After all, whose responsibility is it to ensure that a student sticks to the regulations? As a spokesperson for Dunbar Grammar said: “We are clear with students and families about expectations regarding use of mobile devices in school.” Parents complain that the current guidelines are not being enforced, yet how firmly can teachers deal with a child in possession of a phone they do not want to relinquish?
The harrowing recent experience of a languages teacher at Hawick High School will have made many in the profession think twice about stepping in. Katherine Scouler was suspended last autumn, and was awaiting trial for allegedly assaulting a female student. It is thought she accidentally caught the pupil’s hair while trying to confiscate her phone. Earlier this year, just a few days before the trial, Scouler took her own life. This tragedy is testimony to the difficulties teachers can face trying to maintain discipline in the classroom and get on with their job.
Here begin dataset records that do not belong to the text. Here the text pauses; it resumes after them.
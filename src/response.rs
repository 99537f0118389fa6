use axum::Json;
use axum::response::{IntoResponse, Response};
use serde::{Deserialize, Serialize};

/// Envelope for the JSON endpoints.
///
/// Business-rule failures travel as HTTP 200 with `success: false` and a
/// `note`; unset fields are omitted from the body entirely, so a clean
/// success never carries a `note` key.
#[derive(Serialize, Deserialize, Debug)]
pub struct ApiResponse<T: Serialize> {
    pub success: bool,
    #[serde(skip_serializing_if = "Option::is_none")]
    pub note: Option<String>,
    #[serde(skip_serializing_if = "Option::is_none")]
    pub value: Option<T>,
}

impl<T: Serialize> ApiResponse<T> {
    /// Creates a successful response carrying data.
    pub fn ok(value: T) -> Self {
        ApiResponse {
            success: true,
            note: None,
            value: Some(value),
        }
    }

    /// Creates a successful response with a status note and no data.
    pub fn success(note: impl Into<String>) -> Self {
        ApiResponse {
            success: true,
            note: Some(note.into()),
            value: None,
        }
    }

    /// Creates a business-rule failure.
    pub fn failure(note: impl Into<String>) -> Self {
        ApiResponse {
            success: false,
            note: Some(note.into()),
            value: None,
        }
    }
}

impl<T: Serialize> IntoResponse for ApiResponse<T> {
    fn into_response(self) -> Response {
        Json(self).into_response()
    }
}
Clearly, the escalation of bad behaviour concerning Dunbar parents is not unusual. Across the UK students are showing less respect for teachers and classmates. Many attribute this to the Covid lockdowns, during which some youngsters grew resistant to authority. As a result, discipline is widely becoming more of an issue, even at primary school age. One teacher I recently spoke to says her class of six-to-seven-year-olds is hard to handle, and she is counting the days until the summer holidays. This, before they are old enough to have phones they can use in inventively disruptive ways.
With things reaching crisis point in Dunbar, it seems likely that the staff will have to consider a stricter regime. This can only work, however, with full parental engagement, meaning parents helping to keep their children’s activities within bounds. The school’s motto, which was sewn onto our blazers, sums up the challenge ahead. Non sine pulvere palma: No reward without effort.